It's not in your ordinary domain, I got a report saying that NETLOGON
from NT with smbpasswd password database was broken, in srv_pipe.c.
This ought to have been due to a patch to that file. That patch was
withdrawn apprx a week ago.

> Please check my response to Jean-Francois same thread today.
Increasingly
> I think non "Domain Admins" users should be denied modifying any
values,
> perhaps even their own except for things explicitly allowed.
> To illustrate: could they change their description in unix?
> Standard NT fails the requests from common users with "The user does
not
> have access to the requested information" and for my 2 cents it is
> a basic assumption in NT's security model.
>
> I apologize if I'm ranting.  I wouldn't write like this if it didn't
seem truly important.

I'm basically against such an idea. However I'm unclear about how much
a choise we do have if we are going to continue to support LDAP <->
RPC (not just LDAP --> RPC). I suppose we could make an option in
smb.conf and make the LDAP code check this (optional) parameter before
it writes anything (don't know if other password databases should
check this too, but my intuition say no in the general case).

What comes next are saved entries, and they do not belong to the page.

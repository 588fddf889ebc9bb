//! The process-wide audio output: a mixer clocked in frames, fed by scheduled phoneme voices.
//!
//! ```text
//!  Synthesizer::speak ──Schedule──► crossbeam queue ──► Mixer ──blocks──► AudioSink
//!                                                         │
//!  PlaybackHandle::finished ◄──── watch<frame clock> ◄────┘
//! ```
//!
//! An [`OutputDevice`] starts suspended. [`OutputDevice::resume`] starts the sink and,
//! in [`ClockMode::RealTime`], a mixer thread paced to the sample clock. In
//! [`ClockMode::Manual`] the clock only moves through [`OutputDevice::advance`].

use crate::{
    config::Config,
    error::{Error, Result},
    synthesis::PhonemeVoice,
};
use crossbeam_channel::{Receiver, Sender, TryRecvError};
use parking_lot::Mutex;
use std::{
    sync::Arc,
    thread::{self, JoinHandle},
    time::{Duration, Instant},
};
use tokio::sync::{Mutex as AsyncMutex, oneshot, watch};
use tracing::{debug, info, warn};

/// Where mixed blocks go.
pub trait AudioSink: Send {
    /// Called once from the mixer before the first block.
    ///
    /// # Errors
    ///
    /// A message describing why the output cannot start.
    fn start(&mut self, sample_rate: u32) -> std::result::Result<(), String>;

    /// Consumes one block of mono samples in `-1.0 ..= 1.0`.
    ///
    /// # Errors
    ///
    /// A message describing why the block was not accepted. The mixer stops on error.
    fn write(&mut self, block: &[f32]) -> std::result::Result<(), String>;

    fn stop(&mut self) {}
}

/// Discards everything.
#[derive(Debug, Default, Clone, Copy)]
pub struct NullSink;

impl AudioSink for NullSink {
    fn start(&mut self, _sample_rate: u32) -> std::result::Result<(), String> {
        Ok(())
    }

    fn write(&mut self, _block: &[f32]) -> std::result::Result<(), String> {
        Ok(())
    }
}

/// Appends every block to a shared buffer.
#[derive(Debug, Default, Clone)]
pub struct CaptureSink {
    samples: Arc<Mutex<Vec<f32>>>,
}

impl CaptureSink {
    #[must_use]
    pub fn new() -> Self {
        Self::default()
    }

    /// The buffer the sink writes into.
    #[must_use]
    pub fn buffer(&self) -> Arc<Mutex<Vec<f32>>> {
        Arc::clone(&self.samples)
    }

    #[must_use]
    pub fn samples(&self) -> Vec<f32> {
        self.samples.lock().clone()
    }
}
//! Voice presets and the merge of a voice with a phoneme's acoustic profile.

use crate::{
    acoustic::AcousticProfile,
    error::ValidationError,
    lexicon::Language,
};
use phonosynth_dsp::{FORMANT_COUNT, Waveform};
use serde::{Deserialize, Serialize};

/// Lowest oscillator frequency a phoneme may use, in Hz.
pub const MIN_FREQUENCY: f64 = 50.0;
/// Overall amplitude headroom applied before the class multiplier.
const AMPLITUDE_SCALE: f64 = 0.6;
/// Formants of the default voice; other voices shift formants relative to these.
pub const DEFAULT_FORMANTS: [f64; FORMANT_COUNT] = [550.0, 1700.0, 2600.0];

#[derive(Clone, Copy, Debug, PartialEq, Eq, Serialize, Deserialize)]
#[serde(rename_all = "lowercase")]
pub enum Gender {
    Female,
    Male,
    Neutral,
}

#[derive(Clone, Copy, Debug, PartialEq, Eq, Serialize, Deserialize)]
#[serde(rename_all = "lowercase")]
pub enum Resonance {
    Chest,
    Head,
    Mixed,
}

#[derive(Clone, Debug, PartialEq, Serialize, Deserialize)]
pub struct VoiceProfile {
    pub id: String,
    pub display_name: String,
    pub language: Language,
    pub gender: Gender,
    pub base_pitch_hz: f64,
    pub pitch_range_hz: f64,
    /// F1, F2, F3 in Hz
    pub formants: [f64; FORMANT_COUNT],
    pub speech_rate_wpm: f64,
    pub syllables_per_second: f64,
    /// `0 ..= 100`
    pub loudness: f64,
    /// `0 ..= 1`, pitch perturbation relative to the base pitch
    pub jitter: f64,
    /// `0 ..= 1`, amplitude perturbation
    pub shimmer: f64,
    pub resonance: Resonance,
}

impl Default for VoiceProfile {
    fn default() -> Self {
        VoiceProfile {
            id: "default".into(),
            display_name: "Default (low alto)".into(),
            language: Language::English,
            gender: Gender::Female,
            base_pitch_hz: 165.0,
            pitch_range_hz: 20.0,
            formants: DEFAULT_FORMANTS,
            speech_rate_wpm: 150.0,
            syllables_per_second: 4.75,
            loudness: 72.0,
            jitter: 0.006,
            shimmer: 0.035,
            resonance: Resonance::Chest,
        }
    }
}

impl VoiceProfile {
    /// # Errors
    ///
    /// Returns [`ValidationError::Profile`] naming the first offending field.
    pub fn validate(&self) -> Result<(), ValidationError> {
        let fail = |reason: &str| {
            Err(ValidationError::Profile {
                id: self.id.clone(),
                reason: reason.to_owned(),
            })
        };
        if self.id.trim().is_empty() {
            return fail("id is empty");
        }
        if !(self.syllables_per_second.is_finite() && self.syllables_per_second > 0.0) {
            return fail("syllables_per_second must be > 0");
        }
        if !(self.speech_rate_wpm.is_finite() && self.speech_rate_wpm > 0.0) {
            return fail("speech_rate_wpm must be > 0");
        }
        if !(self.base_pitch_hz.is_finite() && self.base_pitch_hz > 0.0) {
            return fail("base_pitch_hz must be > 0");
        }
        if !(0.0..=100.0).contains(&self.loudness) {
            return fail("loudness must be within 0..=100");
        }
        if !(0.0..=1.0).contains(&self.jitter) || !(0.0..=1.0).contains(&self.shimmer) {
            return fail("jitter and shimmer must be within 0..=1");
        }
        if self.formants.iter().any(|f| !(f.is_finite() && *f > 0.0)) {
            return fail("formants must be > 0");
        }
        Ok(())
    }

    /// Formants relative to the default voice.
    #[must_use]
    pub fn formant_shift(&self) -> [f64; FORMANT_COUNT] {
        core::array::from_fn(|i| self.formants[i] / DEFAULT_FORMANTS[i])
    }
}

#[allow(clippy::too_many_arguments)]
fn preset(
    id: &str,
    display_name: &str,
    language: Language,
    gender: Gender,
    base_pitch_hz: f64,
    formants: [f64; FORMANT_COUNT],
    loudness: f64,
    (jitter, shimmer): (f64, f64),
    syllables_per_second: f64,
) -> VoiceProfile {
    VoiceProfile {
        id: id.into(),
        display_name: display_name.into(),
        language,
        gender,
        base_pitch_hz,
        formants,
        loudness,
        jitter,
        shimmer,
        syllables_per_second,
        ..VoiceProfile::default()
    }
}

/// Per-request adjustments on top of a voice.
#[derive(Clone, Copy, Debug, PartialEq, Serialize, Deserialize)]
pub struct RuntimeModifiers {
    /// `-100 ..= 100`, percent change of the base pitch
    pub pitch_offset: i32,
    /// `0.25 ..= 4.0`
    pub speed: f64,
    /// `0 ..= 100`, percent of the voice loudness
    pub volume: u8,
}

impl Default for RuntimeModifiers {
    fn default() -> Self {
        RuntimeModifiers {
            pitch_offset: 0,
            speed: 1.0,
            volume: 100,
        }
    }
}

impl RuntimeModifiers {
    /// # Errors
    ///
    /// Returns the [`ValidationError`] of the first out-of-range field.
    pub fn validate(&self) -> Result<(), ValidationError> {
        if !(-100..=100).contains(&self.pitch_offset) {
            return Err(ValidationError::PitchOffset(self.pitch_offset));
        }
        if !(0.25..=4.0).contains(&self.speed) {
            return Err(ValidationError::Speed(self.speed));
        }
        if self.volume > 100 {
            return Err(ValidationError::Volume(self.volume));
        }
        Ok(())
    }
}

/// A voice with the runtime modifiers folded in, shared by every phoneme of a request.
#[derive(Clone, Copy, Debug, PartialEq)]
pub struct EffectiveParams {
    pub language: Language,
    /// Hz, after the pitch offset
    pub base_pitch: f64,
    pub formant_shift: [f64; FORMANT_COUNT],
    /// voice rate times the speed multiplier
    pub syllables_per_second: f64,
    /// `0 ..= 100`
    pub loudness: f64,
    pub jitter: f64,
    pub shimmer: f64,
}

impl EffectiveParams {
    #[must_use]
    pub fn new(profile: &VoiceProfile, modifiers: &RuntimeModifiers) -> Self {
        EffectiveParams {
            language: profile.language,
            base_pitch: profile.base_pitch_hz * (1.0 + f64::from(modifiers.pitch_offset) / 100.0),
            formant_shift: profile.formant_shift(),
            syllables_per_second: profile.syllables_per_second * modifiers.speed,
            loudness: (profile.loudness * f64::from(modifiers.volume) / 100.0).min(100.0),
            jitter: profile.jitter,
            shimmer: profile.shimmer,
        }
    }

    /// The same parameters speaking faster by `factor`.
    #[must_use]
    pub fn with_rate_boost(mut self, factor: f64) -> Self {
        self.syllables_per_second *= factor;
        self
    }

    /// Merges this voice with one phoneme.
    #[must_use]
    pub fn phoneme(&self, base: &AcousticProfile) -> PhonemeParams {
        let traits = base.traits();
        PhonemeParams {
            waveform: traits.waveform,
            frequency: (self.base_pitch * base.pitch_ratio).max(MIN_FREQUENCY),
            formants: core::array::from_fn(|i| {
                base.formants[i] * self.formant_shift[i] * base.formant_ratio
            }),
            amplitude: (self.loudness / 100.0 * AMPLITUDE_SCALE * traits.amplitude).min(1.0),
            voiced: base.voiced,
            base_duration_secs: base.duration_ms / 1000.0,
        }
    }
}

/// Effective acoustic parameters of one phoneme spoken by one voice.
#[derive(Clone, Copy, Debug, PartialEq)]
pub struct PhonemeParams {
    pub waveform: Waveform,
    /// nominal oscillator frequency in Hz, never below [`MIN_FREQUENCY`]
    pub frequency: f64,
    pub formants: [f64; FORMANT_COUNT],
    pub amplitude: f64,
    pub voiced: bool,
    /// duration from the acoustic table, before any rate scaling
    pub base_duration_secs: f64,
}

/// Combines a voice, a phoneme and the runtime modifiers. Pure.
#[must_use]
pub fn apply(
    profile: &VoiceProfile,
    base: &AcousticProfile,
    modifiers: &RuntimeModifiers,
) -> PhonemeParams {
    EffectiveParams::new(profile, modifiers).phoneme(base)
}

/// The set of voices a synthesizer can speak with.
#[derive(Clone, Debug)]
pub struct VoiceCatalog {
    voices: Vec<VoiceProfile>,
}

impl Default for VoiceCatalog {
    fn default() -> Self {
        Self::builtin()
    }
}

impl VoiceCatalog {
    #[must_use]
    pub fn builtin() -> Self {
        use Gender::{Female, Male};
        use Language::{English, Hindi};
        let voices = vec![
            VoiceProfile::default(),
            preset(
                "sarah-en",
                "Sarah (English)",
                English,
                Female,
                185.0,
                [580.0, 1750.0, 2650.0],
                78.0,
                (0.004, 0.025),
                4.75,
            ),
            preset(
                "emma-en",
                "Emma (English)",
                English,
                Female,
                210.0,
                [620.0, 1880.0, 2800.0],
                75.0,
                (0.005, 0.030),
                4.75,
            ),
            preset(
                "david-en",
                "David (English)",
                English,
                Male,
                120.0,
                [480.0, 1350.0, 2450.0],
                80.0,
                (0.008, 0.040),
                4.75,
            ),
            preset(
                "michael-en",
                "Michael (English)",
                English,
                Male,
                135.0,
                [520.0, 1450.0, 2550.0],
                82.0,
                (0.006, 0.035),
                4.75,
            ),
            preset(
                "priya-hi",
                "प्रिया (Hindi)",
                Hindi,
                Female,
                195.0,
                [600.0, 1800.0, 2700.0],
                76.0,
                (0.005, 0.028),
                4.2,
            ),
            preset(
                "kavya-hi",
                "काव्या (Hindi)",
                Hindi,
                Female,
                175.0,
                [560.0, 1720.0, 2620.0],
                74.0,
                (0.004, 0.032),
                4.0,
            ),
            preset(
                "arjun-hi",
                "अर्जुन (Hindi)",
                Hindi,
                Male,
                115.0,
                [460.0, 1300.0, 2400.0],
                78.0,
                (0.007, 0.038),
                4.3,
            ),
            preset(
                "rohit-hi",
                "रोहित (Hindi)",
                Hindi,
                Male,
                130.0,
                [500.0, 1400.0, 2480.0],
                81.0,
                (0.009, 0.042),
                4.1,
            ),
            preset(
                "raj-hi",
                "राज (Hindi)",
                Hindi,
                Male,
                100.0,
                [440.0, 1360.0, 2080.0],
                80.0,
                (0.009, 0.040),
                4.275,
            ),
        ];
        VoiceCatalog { voices }
    }

    /// The built-in voices plus `extra`. An extra voice replaces a built-in one with the
    /// same id.
    ///
    /// # Errors
    ///
    /// Fails on the first extra voice that does not validate.
    pub fn with_profiles(
        extra: impl IntoIterator<Item = VoiceProfile>,
    ) -> Result<Self, ValidationError> {
        let mut catalog = Self::builtin();
        for profile in extra {
            profile.validate()?;
            match catalog.voices.iter_mut().find(|v| v.id == profile.id) {
                Some(existing) => *existing = profile,
                None => catalog.voices.push(profile),
            }
        }
        Ok(catalog)
    }

    #[must_use]
    pub fn get(&self, id: &str) -> Option<&VoiceProfile> {
        self.voices.iter().find(|v| v.id == id)
    }

    pub fn iter(&self) -> impl Iterator<Item = &VoiceProfile> {
        self.voices.iter()
    }

    pub fn for_language(&self, language: Language) -> impl Iterator<Item = &VoiceProfile> {
        self.voices.iter().filter(move |v| v.language == language)
    }
}

#[cfg(test)]
mod tests {
    use super::*;
    use crate::acoustic::{AcousticModel, PhonemeClass};
    use crate::lexicon::Lexicon;

    fn vowel() -> AcousticProfile {
        let model = AcousticModel::new();
        let symbol = Lexicon::new().resolve("see")[1];
        *model.lookup(symbol, Language::English)
    }

    #[test]
    fn builtin_voices_validate() {
        let catalog = VoiceCatalog::builtin();
        assert_eq!(catalog.iter().count(), 10);
        for voice in catalog.iter() {
            voice.validate().unwrap();
        }
        assert_eq!(catalog.for_language(Language::Hindi).count(), 5);
        assert_eq!(catalog.get("david-en").unwrap().gender, Gender::Male);
        assert!(catalog.get("nobody").is_none());
    }

    #[test]
    fn default_voice_has_unit_formant_shift() {
        assert_eq!(VoiceProfile::default().formant_shift(), [1.0, 1.0, 1.0]);
    }

    #[test]
    fn loudness_never_exceeds_100() {
        for voice in VoiceCatalog::builtin().iter() {
            for volume in [0, 50, 100] {
                let modifiers = RuntimeModifiers {
                    volume,
                    ..RuntimeModifiers::default()
                };
                let params = EffectiveParams::new(voice, &modifiers);
                assert!(params.loudness <= 100.0);
            }
        }
    }

    #[test]
    fn apply_uses_class_and_placement() {
        let voice = VoiceProfile::default();
        let params = apply(&voice, &vowel(), &RuntimeModifiers::default());
        assert_eq!(params.waveform, Waveform::Sawtooth);
        assert!((params.frequency - 165.0 * 1.15).abs() < 1e-9);
        assert!((params.formants[0] - 270.0 * 1.1).abs() < 1e-9);
        // 72 / 100 * 0.6 * 1.2
        assert!((params.amplitude - 0.5184).abs() < 1e-12);
        assert!(params.voiced);
    }

    #[test]
    fn pitch_offset_floors_at_minimum_frequency() {
        let modifiers = RuntimeModifiers {
            pitch_offset: -100,
            ..RuntimeModifiers::default()
        };
        let params = apply(&VoiceProfile::default(), &vowel(), &modifiers);
        assert_eq!(params.frequency, MIN_FREQUENCY);
    }

    #[test]
    fn modifiers_are_validated() {
        let bad = |m: RuntimeModifiers| m.validate().unwrap_err();
        let base = RuntimeModifiers::default();
        assert_eq!(
            bad(RuntimeModifiers { pitch_offset: 101, ..base }),
            ValidationError::PitchOffset(101)
        );
        assert_eq!(
            bad(RuntimeModifiers { speed: 0.1, ..base }),
            ValidationError::Speed(0.1)
        );
        assert_eq!(
            bad(RuntimeModifiers { volume: 101, ..base }),
            ValidationError::Volume(101)
        );
        assert!(base.validate().is_ok());
    }

    #[test]
    fn extra_profiles_override_builtins() {
        let mut custom = VoiceProfile::default();
        custom.id = "sarah-en".into();
        custom.base_pitch_hz = 300.0;
        let catalog = VoiceCatalog::with_profiles([custom]).unwrap();
        assert_eq!(catalog.get("sarah-en").unwrap().base_pitch_hz, 300.0);
        assert_eq!(catalog.iter().count(), 10);

        let mut broken = VoiceProfile::default();
        broken.id = "broken".into();
        broken.syllables_per_second = 0.0;
        assert!(matches!(
            VoiceCatalog::with_profiles([broken]),
            Err(ValidationError::Profile { .. })
        ));
    }

    #[test]
    fn nasal_is_softer_than_vowel() {
        let model = AcousticModel::new();
        let m = model.lookup(Lexicon::new().resolve("my")[0], Language::English);
        assert_eq!(m.class, PhonemeClass::Nasal);
        let params = apply(&VoiceProfile::default(), m, &RuntimeModifiers::default());
        assert!((params.frequency - 165.0 * 0.7).abs() < 1e-9);
    }
}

I don't have LDAP (not so meaningful with one server on a linux 486
serving our 3 W95 machines at home), but couldn't you secure the LDAP
as JF suggested? If nothing else, at least you could give the samba
account read only access to the LDAP database.

A thought I just got is that samba *may* use the same acount att all
times in regards to the LDAP server (a quick look at the code seems to
confirm this). That might disable the built in security in the LDAP
server, which could think that every actions is made by samba - even
when samba is acting as user. Is that so?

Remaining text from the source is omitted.